Saved data entries
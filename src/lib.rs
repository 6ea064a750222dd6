//! Reel is the frame runtime of a node-graph animation system.
//!
//! A graph compiler (outside this crate) lowers an authored patch into a
//! [`CompiledProgramIR`]: a flat, typed, pre-ordered schedule over numbered value slots. Reel
//! executes that schedule once per frame and hands back a [`RenderFrameIR`] for an external
//! rendering backend.
//!
//! # Frame pipeline
//!
//! 1. **Lifecycle**: bump the frame id, clear per-frame slot values, empty the frame cache.
//! 2. **Time**: map host time onto the program's [`TimeModel`] (finite, cyclic, infinite).
//! 3. **Steps**: run every [`Step`] in stored order (operators, buses, materializers).
//! 4. **Output**: extract the render frame slot and validate its buffers.
//!
//! # Design constraints
//!
//! - **No unsafe**: `unsafe` is forbidden in this crate.
//! - **Deterministic**: the same program, inputs and time sequence produce identical frames.
//! - **Write once**: a slot written twice in one frame aborts the frame
//!   ([`ReelError::DoubleWrite`]).
//! - **Hot-swappable**: [`swap_program`] replaces the program between frames while keeping
//!   operator state, time bookkeeping and the mesh cache.
//!
//! # Getting started
//!
//! [`Session`] pairs a program with its [`RuntimeState`]; call [`Session::render`] once per
//! frame and [`Session::swap`] whenever the compiler emits a new program.
#![forbid(unsafe_code)]
#![deny(missing_docs)]

mod animation;
mod bus;
mod exec;
mod field;
mod foundation;
mod frame;
mod ir;
mod materialize;
mod session;
mod store;
mod time;

pub use animation::ease::{Ease, Waveform};
pub use bus::combine::{
    BusSpec, BusValue, BusValueType, CombineMode, Publisher, PublisherTransform, SilentValue,
    apply_transforms, combine, resolve_silent,
};
pub use bus::events::{BusEvent, merge_events};
pub use exec::executor::{execute_frame, execute_frame_with_mode};
pub use exec::probe::{ProbeRecord, ProbeSink, ProbeValue, RecordingProbe};
pub use exec::runtime::{FrameStats, NumericHealth, RuntimeOpts, RuntimeState};
pub use exec::swap::{swap_program, swap_program_in_place};
pub use field::expr::{BinaryFn, FieldExprIR, UnaryFn};
pub use foundation::core::{
    BezPath, BusId, ConstId, FieldExprId, PathEl, Point, ProbeId, Rect, Rgba, SlotId,
    StateCellIdx, StateKey, Vec2,
};
pub use foundation::error::{ReelError, ReelResult};
pub use foundation::math::Fingerprint;
pub use frame::validate::validate_frame;
pub use ir::frame::{
    ClearMode, ClearSpec, Instances2DPass, Instances3DPass, Paths2DPass, PathStyle,
    RENDER_FRAME_VERSION, RenderFrameIR, RenderPassIR,
};
pub use ir::program::{
    CompiledProgramIR, ConstValue, OutputKind, OutputSpec, PathCommand, PathIR, Schedule,
    SlotMeta, StateCellSpec, StateLayout, StorageClass, TypeTag,
};
pub use ir::step::{
    BusEvalStep, CameraEvalStep, DebugProbeStep, EventBusEvalStep, InstanceShape,
    MaterializeColorStep, MaterializeInstances3DStep, MaterializeMeshStep, MaterializePathStep,
    MaterializeStep, MaterializeTestGeometryStep, NodeEvalStep, NodeOp, PassSpec,
    RenderAssembleStep, Step, TimeDeriveStep,
};
pub use materialize::MAX_DOMAIN;
pub use materialize::buffers::{
    Aabb, BufferFormat, Camera, ColorChannels, FieldBuffer, Instances3D, MeshBuffers,
    MeshIndices, PathBuffers, path_op,
};
pub use materialize::geometry::{
    CameraSpec, TestLayout, instances_from_positions, layout_positions,
};
pub use materialize::mesh::{
    Bevel, DEFAULT_MESH_CACHE_CAPACITY, Extrude, IndexType, MAX_OUTLINE_POINTS, MeshAttributes,
    MeshRecipe, MeshStore, Profile, Winding, generate_mesh, profile_outline,
};
pub use materialize::path::encode_paths;
pub use session::Session;
pub use store::frame_cache::{CacheKey, FrameCache};
pub use store::state::{CellValues, MigrationReport, StateBuffer};
pub use store::value::{ObjectValue, Value};
pub use store::values::{NonFiniteTally, ValueStore};
pub use time::resolver::{
    CyclicMode, DEFAULT_SCRUB_THRESHOLD_MS, EffectiveTime, TimeMode, TimeModel, TimeState,
    resolve_time, resolve_time_with_threshold,
};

▶ TASK DESCRIPTION: The answer must be a word-for-word reproduction of every record above.

▶ OUTPUT FOR THIS TASK:
filename src/lib.rs
repository 6ea064a750222dd6
//! Reel is the frame runtime of a node-graph animation system.
//!
//! A graph compiler (outside this crate) lowers an authored patch into a
//! [`CompiledProgramIR`]: a flat, typed, pre-ordered schedule over numbered value slots. Reel
//! executes that schedule once per frame and hands back a [`RenderFrameIR`] for an external
//! rendering backend.
//!
//! # Frame pipeline
//!
//! 1. **Lifecycle**: bump the frame id, clear per-frame slot values, empty the frame cache.
//! 2. **Time**: map host time onto the program's [`TimeModel`] (finite, cyclic, infinite).
//! 3. **Steps**: run every [`Step`] in stored order (operators, buses, materializers).
//! 4. **Output**: extract the render frame slot and validate its buffers.
//!
//! # Design constraints
//!
//! - **No unsafe**: `unsafe` is forbidden in this crate.
//! - **Deterministic**: the same program, inputs and time sequence produce identical frames.
//! - **Write once**: a slot written twice in one frame aborts the frame
//!   ([`ReelError::DoubleWrite`]).
//! - **Hot-swappable**: [`swap_program`] replaces the program between frames while keeping
//!   operator state, time bookkeeping and the mesh cache.
//!
//! # Getting started
//!
//! [`Session`] pairs a program with its [`RuntimeState`]; call [`Session::render`] once per
//! frame and [`Session::swap`] whenever the compiler emits a new program.
#![forbid(unsafe_code)]
#![deny(missing_docs)]

mod animation;
mod bus;
mod exec;
mod field;
mod foundation;
mod frame;
mod ir;
mod materialize;
mod session;
mod store;
mod time;

pub use animation::ease::{Ease, Waveform};
pub use bus::combine::{
    BusSpec, BusValue, BusValueType, CombineMode, Publisher, PublisherTransform, SilentValue,
    apply_transforms, combine, resolve_silent,
};
pub use bus::events::{BusEvent, merge_events};
pub use exec::executor::{execute_frame, execute_frame_with_mode};
pub use exec::probe::{ProbeRecord, ProbeSink, ProbeValue, RecordingProbe};
pub use exec::runtime::{FrameStats, NumericHealth, RuntimeOpts, RuntimeState};
pub use exec::swap::{swap_program, swap_program_in_place};
pub use field::expr::{BinaryFn, FieldExprIR, UnaryFn};
pub use foundation::core::{
    BezPath, BusId, ConstId, FieldExprId, PathEl, Point, ProbeId, Rect, Rgba, SlotId,
    StateCellIdx, StateKey, Vec2,
};
pub use foundation::error::{ReelError, ReelResult};
pub use foundation::math::Fingerprint;
pub use frame::validate::validate_frame;
pub use ir::frame::{
    ClearMode, ClearSpec, Instances2DPass, Instances3DPass, Paths2DPass, PathStyle,
    RENDER_FRAME_VERSION, RenderFrameIR, RenderPassIR,
};
pub use ir::program::{
    CompiledProgramIR, ConstValue, OutputKind, OutputSpec, PathCommand, PathIR, Schedule,
    SlotMeta, StateCellSpec, StateLayout, StorageClass, TypeTag,
};
pub use ir::step::{
    BusEvalStep, CameraEvalStep, DebugProbeStep, EventBusEvalStep, InstanceShape,
    MaterializeColorStep, MaterializeInstances3DStep, MaterializeMeshStep, MaterializePathStep,
    MaterializeStep, MaterializeTestGeometryStep, NodeEvalStep, NodeOp, PassSpec,
    RenderAssembleStep, Step, TimeDeriveStep,
};
pub use materialize::MAX_DOMAIN;
pub use materialize::buffers::{
    Aabb, BufferFormat, Camera, ColorChannels, FieldBuffer, Instances3D, MeshBuffers,
    MeshIndices, PathBuffers, path_op,
};
pub use materialize::geometry::{
    CameraSpec, TestLayout, instances_from_positions, layout_positions,
};
pub use materialize::mesh::{
    Bevel, DEFAULT_MESH_CACHE_CAPACITY, Extrude, IndexType, MAX_OUTLINE_POINTS, MeshAttributes,
    MeshRecipe, MeshStore, Profile, Winding, generate_mesh, profile_outline,
};
pub use materialize::path::encode_paths;
pub use session::Session;
pub use store::frame_cache::{CacheKey, FrameCache};
pub use store::state::{CellValues, MigrationReport, StateBuffer};
pub use store::value::{ObjectValue, Value};
pub use store::values::{NonFiniteTally, ValueStore};
pub use time::resolver::{
    CyclicMode, DEFAULT_SCRUB_THRESHOLD_MS, EffectiveTime, TimeMode, TimeModel, TimeState,
    resolve_time, resolve_time_with_threshold,
};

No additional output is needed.